=== Section Start ===
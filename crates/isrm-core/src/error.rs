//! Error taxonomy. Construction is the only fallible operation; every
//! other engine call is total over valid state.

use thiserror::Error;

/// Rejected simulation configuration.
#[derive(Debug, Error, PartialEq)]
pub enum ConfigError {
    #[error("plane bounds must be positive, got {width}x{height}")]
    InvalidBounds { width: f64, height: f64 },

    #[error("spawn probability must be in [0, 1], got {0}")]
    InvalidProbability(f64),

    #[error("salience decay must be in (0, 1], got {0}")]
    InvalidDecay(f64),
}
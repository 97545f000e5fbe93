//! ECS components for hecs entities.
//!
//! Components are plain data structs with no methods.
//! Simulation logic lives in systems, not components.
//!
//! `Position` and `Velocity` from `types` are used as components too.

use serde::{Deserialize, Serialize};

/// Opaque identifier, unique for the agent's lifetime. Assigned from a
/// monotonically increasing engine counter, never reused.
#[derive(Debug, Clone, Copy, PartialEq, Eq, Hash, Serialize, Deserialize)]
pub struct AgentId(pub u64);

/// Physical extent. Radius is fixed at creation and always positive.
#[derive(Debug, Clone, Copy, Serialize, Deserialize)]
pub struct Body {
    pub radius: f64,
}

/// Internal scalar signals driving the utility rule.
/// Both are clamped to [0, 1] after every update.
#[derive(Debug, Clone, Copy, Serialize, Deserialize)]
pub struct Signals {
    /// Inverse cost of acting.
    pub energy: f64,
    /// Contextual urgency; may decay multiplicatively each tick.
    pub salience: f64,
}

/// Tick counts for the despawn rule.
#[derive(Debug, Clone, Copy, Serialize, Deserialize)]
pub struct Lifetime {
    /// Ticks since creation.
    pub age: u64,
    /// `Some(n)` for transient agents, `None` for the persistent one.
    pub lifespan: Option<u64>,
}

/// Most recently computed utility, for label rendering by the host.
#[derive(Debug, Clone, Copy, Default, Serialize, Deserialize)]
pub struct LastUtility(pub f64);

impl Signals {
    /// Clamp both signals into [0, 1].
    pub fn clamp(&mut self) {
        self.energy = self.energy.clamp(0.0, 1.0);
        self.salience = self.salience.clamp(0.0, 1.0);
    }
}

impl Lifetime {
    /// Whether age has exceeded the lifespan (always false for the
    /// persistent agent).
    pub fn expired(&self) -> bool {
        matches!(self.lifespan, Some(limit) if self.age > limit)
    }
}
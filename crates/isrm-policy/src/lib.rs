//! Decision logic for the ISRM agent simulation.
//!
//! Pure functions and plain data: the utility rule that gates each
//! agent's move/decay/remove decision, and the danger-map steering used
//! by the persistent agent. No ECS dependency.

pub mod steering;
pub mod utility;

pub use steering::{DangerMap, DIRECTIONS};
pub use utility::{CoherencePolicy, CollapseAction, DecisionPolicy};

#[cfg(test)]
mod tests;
=== Section End ===
Check each line above for the word "persistent" and copy every line that has it.

* Expected answer
    /// `Some(n)` for transient agents, `None` for the persistent one.
    /// persistent agent).
//! by the persistent agent. No ECS dependency.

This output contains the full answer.